Sports bar and restaurant in Portland, Oregon, U.S.

The Fields Bar and Grill is a sports bar and restaurant in Portland, Oregon's Pearl District, in the United States.

==Description==
The Fields Bar and Grill is a sports bar and restaurant at the intersection of 11th and Northrup in northwest Portland's Pearl District. The menu has American cuisine such as burgers, sandwiches, and a variety of entrees, including kailua pig with macaroni salad, sockeye salmon in a pesto-avocado butter, and steak and shrimp scampi; small plates include avocado fries and steak bites with a veal demi-glaze. The restaurant has also served brunch with bottomless mimosas. In 2016, The Oregonian described The Fields as "a dedicated Blazers bar serving bar bites and more", with 13 high-definition televisions.

==History==
The Fields opened in April 2014, in the space previously occupied by Metrovino.

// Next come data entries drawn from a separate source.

//! Prerequisite definitions.

use serde::{Deserialize, Serialize};

/// An external tool that must be present before anything is installed.
#[derive(Debug, Clone, PartialEq, Eq, Serialize, Deserialize)]
pub struct Prerequisite {
    /// Display name used in log lines (e.g. "Node.js").
    pub name: String,

    /// Probe command printing the tool's version.
    pub command: String,

    /// Lowest accepted version, optionally prefixed with `v`.
    pub min_version: String,
}

impl Prerequisite {
    /// Create a prerequisite.
    pub fn new(
        name: impl Into<String>,
        command: impl Into<String>,
        min_version: impl Into<String>,
    ) -> Self {
        Self {
            name: name.into(),
            command: command.into(),
            min_version: min_version.into(),
        }
    }
}

/// The tools the provisioning script itself relies on.
pub fn default_prerequisites() -> Vec<Prerequisite> {
    vec![
        Prerequisite::new("Node.js", "node --version", "v14.0.0"),
        Prerequisite::new("npm", "npm --version", "6.0.0"),
        Prerequisite::new("Git", "git --version", "2.0.0"),
    ]
}

#[cfg(test)]
mod tests {
    use super::*;

    #[test]
    fn defaults_cover_node_npm_and_git() {
        let names: Vec<_> = default_prerequisites()
            .into_iter()
            .map(|p| p.name)
            .collect();
        assert_eq!(names, vec!["Node.js", "npm", "Git"]);
    }

    #[test]
    fn deserializes_from_yaml() {
        let yaml = "name: Git\ncommand: git --version\nmin_version: 2.30.0\n";
        let prereq: Prerequisite = serde_yaml::from_str(yaml).unwrap();
        assert_eq!(prereq, Prerequisite::new("Git", "git --version", "2.30.0"));
    }
}
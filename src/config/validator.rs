//! Configuration validation rules.
//!
//! - Prerequisites need a name, a probe command, and a version floor
//! - Sources must be non-empty
//! - Config file names must be bare file names
//! - Language server packages must be non-empty

use std::collections::HashSet;
use std::path::Path;

use crate::config::schema::{ConfigSource, DevsetupConfig};
use crate::error::{DevsetupError, Result};

/// Validation error with context.
#[derive(Debug, Clone)]
pub struct ValidationError {
    /// Rule identifier
    pub rule: String,
    /// Human-readable error message
    pub message: String,
}

impl ValidationError {
    fn new(rule: &str, message: impl Into<String>) -> Self {
        Self {
            rule: rule.to_string(),
            message: message.into(),
        }
    }
}

/// Validate a configuration and return all errors.
pub fn validate_config(config: &DevsetupConfig) -> Vec<ValidationError> {
    let mut errors = Vec::new();

    errors.extend(validate_prerequisites(config));
    errors.extend(validate_sources(config));
    errors.extend(validate_config_files(config));
    errors.extend(validate_language_servers(config));

    errors
}

fn validate_prerequisites(config: &DevsetupConfig) -> Vec<ValidationError> {
    let mut errors = Vec::new();
    let mut seen = HashSet::new();

    for (index, prereq) in config.prerequisites.iter().enumerate() {
        if prereq.name.trim().is_empty() {
            errors.push(ValidationError::new(
                "prerequisite-name",
                format!("Prerequisite #{} has no name", index + 1),
            ));
        } else if !seen.insert(prereq.name.as_str()) {
            errors.push(ValidationError::new(
                "duplicate-prerequisite",
                format!("Prerequisite '{}' is listed more than once", prereq.name),
            ));
        }

        if prereq.command.trim().is_empty() {
            errors.push(ValidationError::new(
                "prerequisite-command",
                format!("Prerequisite '{}' has no probe command", prereq.name),
            ));
        }

        if prereq.min_version.trim().is_empty() {
            errors.push(ValidationError::new(
                "prerequisite-version",
                format!("Prerequisite '{}' has no min_version", prereq.name),
            ));
        }
    }

    errors
}

fn validate_sources(config: &DevsetupConfig) -> Vec<ValidationError> {
    let sources = &config.sources;
    let mut required = vec![
        ("editor_installer_url", &sources.editor_installer_url),
        ("toolchain_installer_url", &sources.toolchain_installer_url),
        ("font_archive_url", &sources.font_archive_url),
        ("framework_repo", &sources.framework_repo),
        ("framework_branch", &sources.framework_branch),
    ];
    if config.settings.config_source == ConfigSource::Remote {
        required.push(("remote_config_base_url", &sources.remote_config_base_url));
    }

    required
        .into_iter()
        .filter(|(_, value)| value.trim().is_empty())
        .map(|(field, _)| {
            ValidationError::new("empty-source", format!("sources.{} must not be empty", field))
        })
        .collect()
}

fn validate_config_files(config: &DevsetupConfig) -> Vec<ValidationError> {
    let mut errors = Vec::new();

    for file in &config.config_files {
        let bare = Path::new(&file.name).file_name().and_then(|n| n.to_str());
        if bare != Some(file.name.as_str()) {
            errors.push(ValidationError::new(
                "config-file-name",
                format!("Config file '{}' must be a plain file name", file.name),
            ));
        }

        if file.target.is_absolute() {
            errors.push(ValidationError::new(
                "config-file-target",
                format!(
                    "Config file '{}' target must be relative to the framework directory",
                    file.name
                ),
            ));
        }
    }

    errors
}

fn validate_language_servers(config: &DevsetupConfig) -> Vec<ValidationError> {
    config
        .language_servers
        .iter()
        .filter(|pkg| pkg.trim().is_empty() || pkg.chars().any(char::is_whitespace))
        .map(|pkg| {
            ValidationError::new(
                "language-server",
                format!("Language server package '{}' is not a single npm package", pkg),
            )
        })
        .collect()
}

/// Validate and return Result (for convenience).
///
/// # Errors
///
/// Returns `ConfigValidationError` if any validation rules fail.
pub fn validate(config: &DevsetupConfig) -> Result<()> {
    let errors = validate_config(config);

    if errors.is_empty() {
        Ok(())
    } else {
        let messages: Vec<_> = errors.iter().map(|e| e.message.clone()).collect();
        Err(DevsetupError::ConfigValidationError {
            message: messages.join("; "),
        })
    }
}
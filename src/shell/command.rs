//! Shell command execution.

use crate::error::{DevsetupError, Result};
use std::collections::HashMap;
use std::path::PathBuf;
use std::process::{Command, Stdio};
use std::time::{Duration, Instant};

use super::environment::HostEnvironment;

/// Result of executing a shell command.
#[derive(Debug, Clone)]
pub struct CommandResult {
    /// Exit code (None if killed by signal).
    pub exit_code: Option<i32>,

    /// Standard output (empty unless captured).
    pub stdout: String,

    /// Standard error (empty unless captured).
    pub stderr: String,

    /// Execution duration.
    pub duration: Duration,

    /// Whether command succeeded (exit code 0).
    pub success: bool,
}

impl CommandResult {
    /// Create a success result.
    pub fn success(stdout: String, stderr: String, duration: Duration) -> Self {
        Self {
            exit_code: Some(0),
            stdout,
            stderr,
            duration,
            success: true,
        }
    }

    /// Create a failure result.
    pub fn failure(
        exit_code: Option<i32>,
        stdout: String,
        stderr: String,
        duration: Duration,
    ) -> Self {
        Self {
            exit_code,
            stdout,
            stderr,
            duration,
            success: false,
        }
    }
}

/// Options for command execution.
#[derive(Debug, Clone, Default)]
pub struct CommandOptions {
    /// Working directory.
    pub cwd: Option<PathBuf>,

    /// Environment variables (merged with system env).
    pub env: HashMap<String, String>,

    /// Capture stdout (if false, inherits from parent).
    pub capture_stdout: bool,

    /// Capture stderr (if false, inherits from parent).
    pub capture_stderr: bool,
}

/// Something that can run a shell command line.
///
/// [`ShellExecutor`] spawns real processes; [`MockExecutor`](super::MockExecutor)
/// records calls for tests.
pub trait CommandExecutor {
    /// Run `command` with the given environment snapshot.
    ///
    /// When `capture` is false the child inherits stdin, stdout and stderr so
    /// the user sees its output in real time. A command that cannot be
    /// started is an error; a non-zero exit is a failed [`CommandResult`].
    fn execute(
        &mut self,
        command: &str,
        env: &HostEnvironment,
        capture: bool,
    ) -> Result<CommandResult>;
}

/// Executes commands through the host shell.
#[derive(Debug, Clone, Default)]
pub struct ShellExecutor {
    cwd: Option<PathBuf>,
}

impl ShellExecutor {
    /// Create an executor that runs in the current directory.
    pub fn new() -> Self {
        Self::default()
    }

    /// Create an executor that runs every command in `cwd`.
    pub fn in_dir(cwd: impl Into<PathBuf>) -> Self {
        Self {
            cwd: Some(cwd.into()),
        }
    }
}

impl CommandExecutor for ShellExecutor {
    fn execute(
        &mut self,
        command: &str,
        env: &HostEnvironment,
        capture: bool,
    ) -> Result<CommandResult> {
        let options = CommandOptions {
            cwd: self.cwd.clone(),
            env: env.command_env()?,
            capture_stdout: capture,
            capture_stderr: capture,
        };
        execute(command, &options)
    }
}

/// Execute a shell command.
pub fn execute(command: &str, options: &CommandOptions) -> Result<CommandResult> {
    let start = Instant::now();

    let shell = detect_shell();

    let mut cmd = Command::new(&shell);
    cmd.arg(shell_flag());
    push_command_line(&mut cmd, command);

    if let Some(cwd) = &options.cwd {
        cmd.current_dir(cwd);
    }

    for (key, value) in &options.env {
        cmd.env(key, value);
    }

    cmd.stdin(Stdio::inherit());

    if options.capture_stdout {
        cmd.stdout(Stdio::piped());
    } else {
        cmd.stdout(Stdio::inherit());
    }

    if options.capture_stderr {
        cmd.stderr(Stdio::piped());
    } else {
        cmd.stderr(Stdio::inherit());
    }

    tracing::debug!("Spawning `{} {} {}`", shell, shell_flag(), command);

    let output = cmd.output().map_err(|source| DevsetupError::CommandSpawn {
        command: command.to_string(),
        source,
    })?;

    let duration = start.elapsed();

    let stdout = if options.capture_stdout {
        String::from_utf8_lossy(&output.stdout).to_string()
    } else {
        String::new()
    };

    let stderr = if options.capture_stderr {
        String::from_utf8_lossy(&output.stderr).to_string()
    } else {
        String::new()
    };

    if output.status.success() {
        Ok(CommandResult::success(stdout, stderr, duration))
    } else {
        Ok(CommandResult::failure(
            output.status.code(),
            stdout,
            stderr,
            duration,
        ))
    }
}

/// Detect the host shell.
fn detect_shell() -> String {
    if cfg!(target_os = "windows") {
        std::env::var("COMSPEC").unwrap_or_else(|_| "cmd.exe".to_string())
    } else {
        std::env::var("SHELL").unwrap_or_else(|_| "/bin/sh".to_string())
    }
}

/// Get the flag to pass commands to the shell.
fn shell_flag() -> &'static str {
    if cfg!(target_os = "windows") {
        "/C"
    } else {
        "-c"
    }
}

// cmd.exe does its own parsing of the command line, so it must receive the
// string verbatim rather than MSVC-escaped.
#[cfg(windows)]
fn push_command_line(cmd: &mut Command, command: &str) {
    use std::os::windows::process::CommandExt;
    cmd.raw_arg(command);
}

#[cfg(not(windows))]
fn push_command_line(cmd: &mut Command, command: &str) {
    cmd.arg(command);
}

Prior to the COVID-19 pandemic, the business employed 21 people. Owners Jim Rice and his wife were forced to cut back drastically during the pandemic, reducing the number of employees to three. Outdoor seating capacity was only 14, and the restaurant's windows had to be boarded during a long period of protests. The Fields offered a special Thanksgiving menu via takeout service in November 2020. In February 2021, Rice expressed frustration with vandalism which occurred during protests. The Fields had 16 employees, as of April 2021. In June, a "confrontation between business owners, residents and demonstrators" occurred outside the restaurant. All staff had received COVID-19 vaccinations, as of July. During the July 4 weekend, when The Fields first operated at full capacity since the start of the pandemic, a sign displayed outside said "We Survived! Thank you!!"

==Reception==
Alex Frane of Eater Portland included The Fields on his 2019 list of "15 Ideal Portland Sports Bars for Catching the Game", writing: "A more upscale take on a classic sports bar, The Fields does away with the neon bar signs and team posters for large, window-lined walls and industrial chic vibes. The menu follows suit, offering elevated takes on sports bar staples, both in quality and price, like burgers, chicken strips, and tacos. It also offers an appreciable cocktail list, something not every sports bar in town can claim. Though the bar screens all the major and local games, it is Beaver territory, so Ducks beware."